Lucy has had an artistic breakthrough. She has moved beyond representational Eggo (performance) art to abstract shapes. Either that or after chasing me around the house to take these pictures, she got distracted by the TV before giving me titles. But I am definitely betting on artistic breakthrough. The way she wandered away was vintage Andy Warhol.

Le Artiste

This week Lucy started a new line of Eggo (performance) art. It turns out that every bite produces a new work. Each one, she assures me, worthy of being photographed. Combined, apparently, with a suitably haughty and disinterested look from the artist.

Eggo Window Panes

Window Panes, by Lucy

Eggo Partial Windown Frame

Partial Window Frame, by Lucy

Eggo Hat

Hat, by Lucy

Eggo Van

Bus, by Lucy

Eggo House

House, by Lucy

Eggo Laser Gun

Laser Gun, by Lucy

Enlightening Errors

Each evening before bed I go over spelling words with Kathleen. Unlike when I was in school, her second grade class does not have a weekly spelling list or test. The elementary school pendulum has swung toward phonics, and there are a large list of “sight words” that they hope she will pick up by the end of the year. So I sit down with the long list and every night I add a few more words that she has not spelled before. So it was that we came to the word “long.”

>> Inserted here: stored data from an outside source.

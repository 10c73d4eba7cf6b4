//! Keyword resolution.
//!
//! Every keyword is two or three ASCII letters, so the identifier length is
//! checked before any comparison.

use llace_ir::TokenKind;

/// Look up a keyword by text. `None` means the text is an identifier.
#[inline]
pub(crate) fn lookup(text: &str) -> Option<TokenKind> {
    match text.len() {
        2 => match text {
            "as" => Some(TokenKind::As),
            "in" => Some(TokenKind::In),
            "is" => Some(TokenKind::Is),
            "of" => Some(TokenKind::Of),
            "or" => Some(TokenKind::Or),
            "to" => Some(TokenKind::To),
            _ => None,
        },
        3 => match text {
            "and" => Some(TokenKind::And),
            "not" => Some(TokenKind::Not),
            _ => None,
        },
        _ => None,
    }
}

#[cfg(test)]
mod tests {
    use super::*;

    #[test]
    fn resolves_keywords() {
        assert_eq!(lookup("and"), Some(TokenKind::And));
        assert_eq!(lookup("is"), Some(TokenKind::Is));
        assert_eq!(lookup("to"), Some(TokenKind::To));
    }

    #[test]
    fn near_misses_are_identifiers() {
        assert_eq!(lookup("an"), None);
        assert_eq!(lookup("And"), None);
        assert_eq!(lookup("island"), None);
        assert_eq!(lookup(""), None);
    }
}
//! One-token lookahead over a token source.
//!
//! This is the only view of the scanner pipeline the parser has.

use llace_ir::{Token, TokenKind};
use tracing::trace;

use crate::TokenSource;

pub struct ScannerBuffer<S> {
    source: S,
    next: Token,
}

impl<S: TokenSource> ScannerBuffer<S> {
    pub fn new(mut source: S) -> Self {
        let next = source.read_token();
        ScannerBuffer { source, next }
    }

    #[inline]
    pub fn peek_token(&self) -> &Token {
        &self.next
    }

    pub fn read_token(&mut self) -> Token {
        let token = std::mem::replace(&mut self.next, self.source.read_token());
        trace!(kind = ?token.kind, origin = %token.origin, "consumed");
        token
    }

    #[inline]
    pub fn peek_token_is(&self, kind: TokenKind) -> bool {
        self.next.kind == kind
    }

    /// Consume the next token if it has the given kind.
    pub fn advance_token_if(&mut self, kind: TokenKind) -> bool {
        self.read_token_if(kind).is_some()
    }

    /// Consume and return the next token if it has the given kind.
    pub fn read_token_if(&mut self, kind: TokenKind) -> Option<Token> {
        if self.peek_token_is(kind) {
            Some(self.read_token())
        } else {
            None
        }
    }

    /// True until the next token is end of file.
    #[inline]
    pub fn has_unconsumed_input(&self) -> bool {
        self.next.kind != TokenKind::Eof
    }
}
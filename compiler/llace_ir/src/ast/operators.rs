//! Binary and unary operators.

/// Infix operators.
///
/// Each operator node holds two or more operands; repeated applications of
/// the same operator collapse into one node.
#[derive(Copy, Clone, Eq, PartialEq, Hash, Debug)]
pub enum BinaryOp {
    // Declarations and types
    Qualify,
    IntersectAssignValue,
    IntersectDefaultValue,
    IntersectLowPrecedence,
    Union,
    Intersect,
    Document,

    // Logical
    LogicOr,
    LogicAnd,

    // Comparison
    Compare,
    CompareReversed,
    Equality,
    GreaterThan,
    GreaterThanOrEquals,
    LessThan,
    LessThanOrEquals,

    // Membership and matching
    In,
    Is,
    Match,
    NotMatch,

    // Arithmetic
    Range,
    Add,
    Subtract,
    Multiply,
    Divide,

    // Access
    FunctionArrow,
    FieldReference,
}

impl BinaryOp {
    /// Text written between adjacent operands, spacing included.
    pub const fn text(self) -> &'static str {
        match self {
            Self::Qualify => ": ",
            Self::IntersectAssignValue => " = ",
            Self::IntersectDefaultValue => " ?: ",
            Self::IntersectLowPrecedence => " && ",
            Self::Union => " | ",
            Self::Intersect => " & ",
            Self::Document => " ",
            Self::LogicOr => " or ",
            Self::LogicAnd => " and ",
            Self::Compare => " <=> ",
            Self::CompareReversed => " >=< ",
            Self::Equality => " == ",
            Self::GreaterThan => " > ",
            Self::GreaterThanOrEquals => " >= ",
            Self::LessThan => " < ",
            Self::LessThanOrEquals => " <= ",
            Self::In => " in ",
            Self::Is => " is ",
            Self::Match => " =~ ",
            Self::NotMatch => " !~ ",
            Self::Range => "..",
            Self::Add => " + ",
            Self::Subtract => " - ",
            Self::Multiply => " * ",
            Self::Divide => " / ",
            Self::FunctionArrow => " -> ",
            Self::FieldReference => ".",
        }
    }

    /// Short name used in S-expression dumps.
    pub const fn symbol(self) -> &'static str {
        match self {
            Self::Qualify => ":",
            Self::IntersectAssignValue => "=",
            Self::IntersectDefaultValue => "?:",
            Self::IntersectLowPrecedence => "&&",
            Self::Union => "|",
            Self::Intersect => "&",
            Self::Document => "doc",
            Self::LogicOr => "or",
            Self::LogicAnd => "and",
            Self::Compare => "<=>",
            Self::CompareReversed => ">=<",
            Self::Equality => "==",
            Self::GreaterThan => ">",
            Self::GreaterThanOrEquals => ">=",
            Self::LessThan => "<",
            Self::LessThanOrEquals => "<=",
            Self::In => "in",
            Self::Is => "is",
            Self::Match => "=~",
            Self::NotMatch => "!~",
            Self::Range => "..",
            Self::Add => "+",
            Self::Subtract => "-",
            Self::Multiply => "*",
            Self::Divide => "/",
            Self::FunctionArrow => "->",
            Self::FieldReference => ".",
        }
    }
}

/// Prefix operators.
#[derive(Copy, Clone, Eq, PartialEq, Hash, Debug)]
pub enum UnaryOp {
    Negate,
    Not,
}

impl UnaryOp {
    /// Text written before the operand. Worded operators carry their space.
    pub const fn text(self) -> &'static str {
        match self {
            Self::Negate => "-",
            Self::Not => "not ",
        }
    }

    pub const fn symbol(self) -> &'static str {
        match self {
            Self::Negate => "-",
            Self::Not => "not",
        }
    }
}
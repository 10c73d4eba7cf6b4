//! Base scanner: characters to tokens.
//!
//! Malformed input never fails here. Unclosed strings and literals,
//! unknown characters and unclassifiable single-quoted literals come out
//! as error-kind tokens carrying the offending text; the parser decides
//! when to report them.

use std::sync::Arc;

use llace_ir::{Origin, Token, TokenKind};
use tracing::{debug, trace};

use crate::cursor::{Cursor, Position};
use crate::{keywords, literal, punctuation, TokenSource};

pub struct Scanner<'src> {
    cursor: Cursor<'src>,
    file: Arc<str>,
    mark: Position,
}

impl<'src> Scanner<'src> {
    pub fn new(source: &'src str, file_name: &str) -> Self {
        let cursor = Cursor::new(source);
        let mark = cursor.position();
        Scanner {
            cursor,
            file: Arc::from(file_name),
            mark,
        }
    }

    fn skip_whitespace(&mut self) {
        self.cursor.eat_while(is_whitespace);
    }

    fn origin_from_mark(&self) -> Origin {
        let length = self.cursor.slice_from(self.mark.offset).chars().count();
        Origin::new(
            Arc::clone(&self.file),
            self.mark.line,
            self.mark.column,
            u32::try_from(length).unwrap_or(u32::MAX),
        )
    }

    /// Token whose text is the source from the mark to the cursor.
    fn token_from_mark(&self, kind: TokenKind) -> Token {
        Token::new(
            kind,
            self.cursor.slice_from(self.mark.offset),
            self.origin_from_mark(),
        )
    }

    /// Token whose text is the kind's canonical text.
    fn punctuation_token(&self, kind: TokenKind) -> Token {
        Token::new(kind, kind.text(), self.origin_from_mark())
    }

    // ─── Literals ───

    /// Consume up to and including the closing `quote`.
    ///
    /// A backslash consumes the following character unconditionally. Returns
    /// `false`, leaving the line break unconsumed, if the line or the input
    /// ends first.
    fn read_quoted(&mut self, quote: char) -> bool {
        loop {
            match self.cursor.peek() {
                None | Some('\r' | '\n') => return false,
                Some('\\') => {
                    self.cursor.bump();
                    self.cursor.bump();
                }
                Some(ch) => {
                    self.cursor.bump();
                    if ch == quote {
                        return true;
                    }
                }
            }
        }
    }

    fn read_string_literal(&mut self) -> Token {
        if self.read_quoted('"') {
            self.token_from_mark(TokenKind::StringLiteral)
        } else {
            self.token_from_mark(TokenKind::UnclosedString)
        }
    }

    fn read_single_quoted_literal(&mut self) -> Token {
        if !self.read_quoted('\'') {
            return self.token_from_mark(TokenKind::UnclosedLiteral);
        }
        let kind = literal::classify(self.cursor.slice_from(self.mark.offset));
        self.token_from_mark(kind)
    }

    // ─── Punctuation and identifiers ───

    fn read_punctuation(&mut self, first: char) -> Option<Token> {
        let start = self.mark.offset;

        if let Some(kind) = self.cursor.text_at(start, 3).and_then(punctuation::three_char) {
            self.cursor.bump();
            self.cursor.bump();
            return Some(self.punctuation_token(kind));
        }

        if let Some(kind) = self.cursor.text_at(start, 2).and_then(punctuation::two_char) {
            self.cursor.bump();
            if kind == TokenKind::Documentation {
                self.cursor.eat_to_line_end();
                return Some(self.token_from_mark(kind));
            }
            return Some(self.punctuation_token(kind));
        }

        punctuation::one_char(first).map(|kind| self.punctuation_token(kind))
    }

    fn read_identifier_or_keyword(&mut self) -> Token {
        loop {
            match self.cursor.peek() {
                Some(ch) if is_identifier_part(ch) => {
                    self.cursor.bump();
                }
                // Hyphens join words but never end an identifier.
                Some('-') if self.cursor.peek_second().is_some_and(is_identifier_part) => {
                    self.cursor.bump();
                }
                _ => break,
            }
        }

        let text = self.cursor.slice_from(self.mark.offset);
        let kind = keywords::lookup(text).unwrap_or(TokenKind::Identifier);
        self.token_from_mark(kind)
    }
}

impl TokenSource for Scanner<'_> {
    fn read_token(&mut self) -> Token {
        self.skip_whitespace();
        self.mark = self.cursor.position();

        let Some(ch) = self.cursor.bump() else {
            return self.token_from_mark(TokenKind::Eof);
        };

        let token = match ch {
            '0'..='9' => {
                self.cursor.eat_while(|c| c.is_ascii_digit());
                self.token_from_mark(TokenKind::IntegerLiteral)
            }
            '`' => {
                self.cursor.eat_to_line_end();
                self.token_from_mark(TokenKind::BackTickedString)
            }
            '"' => self.read_string_literal(),
            '\'' => self.read_single_quoted_literal(),
            _ => match self.read_punctuation(ch) {
                Some(token) => token,
                None if is_identifier_start(ch) => self.read_identifier_or_keyword(),
                None => self.token_from_mark(TokenKind::UnrecognizedChar),
            },
        };

        if token.kind.is_error() {
            debug!(kind = ?token.kind, origin = %token.origin, text = %token.text, "lexical error");
        } else {
            trace!(kind = ?token.kind, origin = %token.origin, "scanned");
        }
        token
    }

    fn is_at_eof(&self) -> bool {
        self.cursor.rest().chars().all(is_whitespace)
    }
}

#[inline]
fn is_whitespace(ch: char) -> bool {
    matches!(ch, ' ' | '\t' | '\r' | '\n')
}

#[inline]
fn is_identifier_start(ch: char) -> bool {
    ch.is_ascii_alphabetic() || ch == '_'
}

#[inline]
fn is_identifier_part(ch: char) -> bool {
    ch.is_ascii_alphanumeric() || ch == '_'
}
//! Expression tree.
//!
//! Every node owns its children and carries the [`Origin`] of the token it
//! was built from. Nodes have no setters; the only way to change a tree is
//! to take it apart with [`Expr::into_parts`] and build a new one.

mod operators;
mod sexpr;

pub use operators::{BinaryOp, UnaryOp};

use std::{fmt, mem};

use llace_stack::ensure_sufficient_stack;

use crate::Origin;

/// Expression node.
///
/// Equality compares structure and text only; origins are ignored.
///
/// Cloning, comparing and dropping are all safe on arbitrarily deep trees.
pub struct Expr {
    kind: ExprKind,
    origin: Origin,
}

/// Expression variants.
///
/// Literal variants keep their exact source text, quotes included, so the
/// formatter can write them back unchanged.
#[derive(Clone, PartialEq, Debug)]
pub enum ExprKind {
    /// `[a, b, c]`
    ArrayLiteral(Vec<Expr>),

    /// `T[]`
    ArrayType(Box<Expr>),

    /// `'c'`
    CharLiteral(String),

    /// `'2023-01-01'`
    DateLiteral(String),

    /// `'2023-01-01T12:00:00Z'`
    DateTimeLiteral(String),

    /// `f(x: 0)`. `arguments` is always a `Parenthesized` node.
    FunctionCall {
        callee: Box<Expr>,
        arguments: Box<Expr>,
    },

    Identifier(String),

    /// Two or more operands joined by the same operator.
    Infix { op: BinaryOp, operands: Vec<Expr> },

    IntegerLiteral(String),

    /// Comment lines written above the expression they document.
    LeadingDocumentation(Vec<String>),

    /// `T[;]`
    ListType(Box<Expr>),

    /// `T{K}`
    MapType { item: Box<Expr>, key: Box<Expr> },

    /// Consecutive back-ticked lines, each still starting with its backtick.
    MultilineString(Vec<String>),

    /// `T?`
    Optional(Box<Expr>),

    /// `(a, b)`. Also the argument list of a call and the item list of a
    /// whole source file.
    Parenthesized(Vec<Expr>),

    Prefix { op: UnaryOp, operand: Box<Expr> },

    /// `T{}`
    SetType(Box<Expr>),

    /// `"text"`
    StringLiteral(String),

    /// Comment lines written after code on the same line.
    TrailingDocumentation(Vec<String>),

    /// `'abcdef01-1234-abcd-CDEF-1234567890Ab'`
    UuidLiteral(String),
}

impl Expr {
    #[inline]
    pub fn new(kind: ExprKind, origin: Origin) -> Self {
        Expr { kind, origin }
    }

    #[inline]
    pub fn kind(&self) -> &ExprKind {
        &self.kind
    }

    #[inline]
    pub fn origin(&self) -> &Origin {
        &self.origin
    }

    pub fn into_parts(mut self) -> (ExprKind, Origin) {
        let kind = mem::replace(&mut self.kind, ExprKind::Parenthesized(Vec::new()));
        (kind, self.origin.clone())
    }

    /// Direct children in source order.
    ///
    /// This is the complete set of child expressions of every variant; the
    /// formatter's layout rules rely on nothing else.
    pub fn sub_expressions(&self) -> Vec<&Expr> {
        match &self.kind {
            ExprKind::ArrayLiteral(items)
            | ExprKind::Parenthesized(items)
            | ExprKind::Infix {
                operands: items, ..
            } => items.iter().collect(),
            ExprKind::ArrayType(item)
            | ExprKind::ListType(item)
            | ExprKind::Optional(item)
            | ExprKind::SetType(item)
            | ExprKind::Prefix { operand: item, .. } => vec![item.as_ref()],
            ExprKind::FunctionCall { callee, arguments } => vec![callee.as_ref(), arguments.as_ref()],
            ExprKind::MapType { item, key } => vec![item.as_ref(), key.as_ref()],
            ExprKind::CharLiteral(_)
            | ExprKind::DateLiteral(_)
            | ExprKind::DateTimeLiteral(_)
            | ExprKind::Identifier(_)
            | ExprKind::IntegerLiteral(_)
            | ExprKind::LeadingDocumentation(_)
            | ExprKind::MultilineString(_)
            | ExprKind::StringLiteral(_)
            | ExprKind::TrailingDocumentation(_)
            | ExprKind::UuidLiteral(_) => Vec::new(),
        }
    }

    #[inline]
    pub fn is_leading_documentation(&self) -> bool {
        matches!(self.kind, ExprKind::LeadingDocumentation(_))
    }
}

impl Clone for Expr {
    fn clone(&self) -> Self {
        ensure_sufficient_stack(|| Expr {
            kind: self.kind.clone(),
            origin: self.origin.clone(),
        })
    }
}

impl PartialEq for Expr {
    fn eq(&self, other: &Self) -> bool {
        ensure_sufficient_stack(|| self.kind == other.kind)
    }
}

impl fmt::Debug for Expr {
    fn fmt(&self, f: &mut fmt::Formatter<'_>) -> fmt::Result {
        ensure_sufficient_stack(|| write!(f, "{:?} @ {:?}", self.kind, self.origin))
    }
}

/// Children are detached onto a worklist so dropping never recurses.
impl Drop for Expr {
    fn drop(&mut self) {
        let mut pending = Vec::new();
        detach_children(&mut self.kind, &mut pending);
        while let Some(mut expr) = pending.pop() {
            detach_children(&mut expr.kind, &mut pending);
        }
    }
}

fn detach_children(kind: &mut ExprKind, pending: &mut Vec<Expr>) {
    match mem::replace(kind, ExprKind::Parenthesized(Vec::new())) {
        ExprKind::ArrayLiteral(items)
        | ExprKind::Parenthesized(items)
        | ExprKind::Infix {
            operands: items, ..
        } => pending.extend(items),
        ExprKind::ArrayType(item)
        | ExprKind::ListType(item)
        | ExprKind::Optional(item)
        | ExprKind::SetType(item)
        | ExprKind::Prefix { operand: item, .. } => pending.push(*item),
        ExprKind::FunctionCall { callee, arguments } => {
            pending.push(*callee);
            pending.push(*arguments);
        }
        ExprKind::MapType { item, key } => {
            pending.push(*item);
            pending.push(*key);
        }
        ExprKind::CharLiteral(_)
        | ExprKind::DateLiteral(_)
        | ExprKind::DateTimeLiteral(_)
        | ExprKind::Identifier(_)
        | ExprKind::IntegerLiteral(_)
        | ExprKind::LeadingDocumentation(_)
        | ExprKind::MultilineString(_)
        | ExprKind::StringLiteral(_)
        | ExprKind::TrailingDocumentation(_)
        | ExprKind::UuidLiteral(_) => {}
    }
}
//! Merges back-ticked lines on consecutive source lines into one
//! `MultilineString` token. A lone back-ticked line becomes a one-line
//! multiline string.

use llace_ir::{Token, TokenKind};
use tracing::trace;

use crate::TokenSource;

pub struct MultilineStringScanner<S> {
    inner: S,
    ahead: Option<Token>,
}

impl<S: TokenSource> MultilineStringScanner<S> {
    pub fn new(inner: S) -> Self {
        MultilineStringScanner { inner, ahead: None }
    }
}

impl<S: TokenSource> TokenSource for MultilineStringScanner<S> {
    fn read_token(&mut self) -> Token {
        let first = match self.ahead.take() {
            Some(token) => token,
            None => self.inner.read_token(),
        };
        if first.kind != TokenKind::BackTickedString {
            return first;
        }

        let mut text = first.text;
        let mut last_line = first.origin.line();
        let mut next = self.inner.read_token();
        while next.kind == TokenKind::BackTickedString && next.origin.line() == last_line + 1 {
            text.push('\n');
            text.push_str(&next.text);
            last_line = next.origin.line();
            next = self.inner.read_token();
        }
        self.ahead = Some(next);

        trace!(origin = %first.origin, lines = last_line - first.origin.line() + 1, "merged multiline string");
        Token::new(TokenKind::MultilineString, text, first.origin)
    }

    fn is_at_eof(&self) -> bool {
        self.ahead.as_ref().map_or(true, |t| t.kind == TokenKind::Eof) && self.inner.is_at_eof()
    }
}
//! Binding powers of operator tokens.
//!
//! Infix powers come in `(left, right)` pairs. A right power above the left
//! one makes an operator left-associative; the parser then folds repeated
//! applications into one n-ary node. Postfix forms bind tighter than every
//! infix operator.
//!
//! | Level | Operators | Powers |
//! |-------|-----------|--------|
//! | qualify, assign, default | `:` `=` `?:` | 10/20 |
//! | low-precedence intersect | `&&` | 30/40 |
//! | union | `\|` | 50/60 |
//! | intersect | `&` | 70/80 |
//! | documentation | synthetic | 90/100 |
//! | logical or | `or` | 110/120 |
//! | logical and | `and` | 130/140 |
//! | logical not | `not` | 150 (prefix) |
//! | ordering | `<=>` `>=<` | 170/180 |
//! | comparison | `==` `>` `>=` `<` `<=` | 190/200 |
//! | membership, matching | `in` `is` `=~` `!~` | 210/220 |
//! | additive | `+` `-` | 230/240 |
//! | range | `..` | 235/236 |
//! | multiplicative | `*` `/` | 250/260 |
//! | negation | `-` | 270 (prefix) |
//! | function arrow | `->` | 290/300 |
//! | field reference | `.` | 310/320 |
//! | postfix | `{` `[` `(` `?` | 500 |

use llace_ir::{BinaryOp, TokenKind, UnaryOp};

#[derive(Copy, Clone, Debug, Eq, PartialEq)]
pub struct InfixPower {
    pub left: u16,
    pub right: u16,
    pub op: BinaryOp,
}

/// Postfix forms, distinguished by their opening token.
#[derive(Copy, Clone, Debug, Eq, PartialEq)]
pub enum Postfix {
    /// `{}` or `{key}`
    Brace,
    /// `[]` or `[;]`
    Bracket,
    /// `(args)`
    Call,
    /// `?`
    Optional,
}

const POSTFIX_POWER: u16 = 500;

const fn power(left: u16, right: u16, op: BinaryOp) -> Option<InfixPower> {
    Some(InfixPower { left, right, op })
}

pub fn infix(kind: TokenKind) -> Option<InfixPower> {
    match kind {
        TokenKind::Colon => power(10, 20, BinaryOp::Qualify),
        TokenKind::Equals => power(10, 20, BinaryOp::IntersectAssignValue),
        TokenKind::QuestionMarkColon => power(10, 20, BinaryOp::IntersectDefaultValue),
        TokenKind::AmpersandAmpersand => power(30, 40, BinaryOp::IntersectLowPrecedence),
        TokenKind::VerticalBar => power(50, 60, BinaryOp::Union),
        TokenKind::Ampersand => power(70, 80, BinaryOp::Intersect),
        TokenKind::SynthDocument => power(90, 100, BinaryOp::Document),
        TokenKind::Or => power(110, 120, BinaryOp::LogicOr),
        TokenKind::And => power(130, 140, BinaryOp::LogicAnd),
        TokenKind::Compare => power(170, 180, BinaryOp::Compare),
        TokenKind::CompareReversed => power(170, 180, BinaryOp::CompareReversed),
        TokenKind::EqualsEquals => power(190, 200, BinaryOp::Equality),
        TokenKind::GreaterThan => power(190, 200, BinaryOp::GreaterThan),
        TokenKind::GreaterThanOrEquals => power(190, 200, BinaryOp::GreaterThanOrEquals),
        TokenKind::LessThan => power(190, 200, BinaryOp::LessThan),
        TokenKind::LessThanOrEquals => power(190, 200, BinaryOp::LessThanOrEquals),
        TokenKind::In => power(210, 220, BinaryOp::In),
        TokenKind::Is => power(210, 220, BinaryOp::Is),
        TokenKind::Matches => power(210, 220, BinaryOp::Match),
        TokenKind::NotMatches => power(210, 220, BinaryOp::NotMatch),
        TokenKind::Plus => power(230, 240, BinaryOp::Add),
        TokenKind::Dash => power(230, 240, BinaryOp::Subtract),
        TokenKind::DotDot => power(235, 236, BinaryOp::Range),
        TokenKind::Asterisk => power(250, 260, BinaryOp::Multiply),
        TokenKind::Slash => power(250, 260, BinaryOp::Divide),
        TokenKind::RightArrow => power(290, 300, BinaryOp::FunctionArrow),
        TokenKind::Dot => power(310, 320, BinaryOp::FieldReference),
        _ => None,
    }
}

pub fn prefix(kind: TokenKind) -> Option<(u16, UnaryOp)> {
    match kind {
        TokenKind::Not => Some((150, UnaryOp::Not)),
        TokenKind::Dash => Some((270, UnaryOp::Negate)),
        _ => None,
    }
}

pub fn postfix(kind: TokenKind) -> Option<(u16, Postfix)> {
    match kind {
        TokenKind::LeftBrace => Some((POSTFIX_POWER, Postfix::Brace)),
        TokenKind::LeftBracket => Some((POSTFIX_POWER, Postfix::Bracket)),
        TokenKind::LeftParenthesis => Some((POSTFIX_POWER, Postfix::Call)),
        TokenKind::QuestionMark => Some((POSTFIX_POWER, Postfix::Optional)),
        _ => None,
    }
}
use pretty_assertions::assert_eq;

use super::*;
use crate::Scanner;

fn stream(source: &str) -> Vec<(TokenKind, String)> {
    let mut scanner = DocumentationScanner::new(Scanner::new(source, "test.llace"));
    let mut tokens = Vec::new();
    loop {
        let token = scanner.read_token();
        if token.kind == TokenKind::Eof {
            return tokens;
        }
        tokens.push((token.kind, token.text));
    }
}

fn kinds(source: &str) -> Vec<TokenKind> {
    stream(source).into_iter().map(|(kind, _)| kind).collect()
}

#[test]
fn plain_tokens_pass_through() {
    use TokenKind::*;
    assert_eq!(kinds("a + b"), vec![Identifier, Plus, Identifier]);
}

#[test]
fn leading_documentation_at_start_of_input() {
    let tokens = stream("// first\n// second\nx");
    assert_eq!(
        tokens,
        vec![
            (TokenKind::LeadingDocumentation, "// first\n// second".to_string()),
            (TokenKind::SynthDocument, " ".to_string()),
            (TokenKind::Identifier, "x".to_string()),
        ]
    );
}

#[test]
fn three_consecutive_lines_merge() {
    let tokens = stream("a,\n// one\n// two\n// three\nb");
    assert_eq!(tokens[2].0, TokenKind::LeadingDocumentation);
    assert_eq!(tokens[2].1, "// one\n// two\n// three");
    assert_eq!(tokens[3].0, TokenKind::SynthDocument);
    assert_eq!(tokens[4].1, "b");
}

#[test]
fn separated_comment_blocks_stay_separate() {
    use TokenKind::*;
    assert_eq!(
        kinds("// a\n\n// b\nx"),
        vec![LeadingDocumentation, SynthDocument, LeadingDocumentation, SynthDocument, Identifier]
    );
}

#[test]
fn trailing_documentation_after_code() {
    use TokenKind::*;
    assert_eq!(
        kinds("x  // note\n)"),
        vec![Identifier, SynthDocument, TrailingDocumentation, RightParenthesis]
    );
}

#[test]
fn trailing_documentation_moves_before_comma() {
    use TokenKind::*;
    assert_eq!(
        kinds("x,  // note\ny"),
        vec![Identifier, SynthDocument, TrailingDocumentation, Comma, Identifier]
    );
}

#[test]
fn trailing_documentation_moves_before_semicolon() {
    use TokenKind::*;
    assert_eq!(
        kinds("x;  // note"),
        vec![Identifier, SynthDocument, TrailingDocumentation, Semicolon]
    );
}

#[test]
fn documentation_after_vertical_bar_stays_leading() {
    use TokenKind::*;
    assert_eq!(
        kinds("| // note\nA"),
        vec![VerticalBar, LeadingDocumentation, SynthDocument, Identifier]
    );
}

#[test]
fn trailing_documentation_continues_on_next_line() {
    let tokens = stream("x,  // one\n    // two\ny");
    assert_eq!(
        tokens[2],
        (TokenKind::TrailingDocumentation, "// one\n// two".to_string())
    );
}

#[test]
fn at_eof_only_when_drained() {
    let mut scanner = DocumentationScanner::new(Scanner::new("x", "test.llace"));
    assert!(!scanner.is_at_eof());
    assert_eq!(scanner.read_token().kind, TokenKind::Identifier);
    assert_eq!(scanner.read_token().kind, TokenKind::Eof);
    assert!(scanner.is_at_eof());
}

Me: Kathleen, how do you spell “long”?

Kathleen: L – O (now her voice shifts to a tone indicating random guessing) um, A – D.

Me, frowning: No Kathleen, you just spelled “load.” Think about it, lll-aw-nnn-gu. There’s not even a “duh” sound in the word.

Kathleen: Well look on the bright side dad. I just learned how to spell “load”!

True Grit

Driving Kathleen home:

Me: Today I listened to a podcast about “grit.” Do you know what that is?

Kathleen: No. Sounds boring.

Me: Grit is what allows people to work hard, even at things they don’t like doing in order to achieve big goals in their lives. Are you a gritty person Kathleen?

Kathleen: I don’t know.

Me: I was wondering because you quit soccer and you quit piano. You don’t like practicing things. So maybe we need to work on your grit.

Kathleen: Um, I don’t think so.

Me: But you don’t really have any activities that develop your grit.

Kathleen: Yes I do. I watch a lot of TV.

Me: How does that show grit?

Kathleen: Sometimes shows are really long, and if you drink a lot you have to have real bladder control ….

Me: I stand corrected.

Nonexistant Parties

When I went to pick Lucy up on Monday she told me that she was going to a sleepover at a friends house. I explained that there would be no sleepover on a Monday night. She then got extremely angry at me for telling her that she could not go to the sleepover. It took me forever to try to explain that I was not saying she could not go, I was saying that the sleepover did not exist. “It’s like telling you that you can’t climb a tree that isn’t there” I told her.  “I’m not limiting you, I’m just telling you that what you want to do doesn’t make sense.” I’m still pretty sure that she eventually let it go just because she figures I was too confused about the whole thing.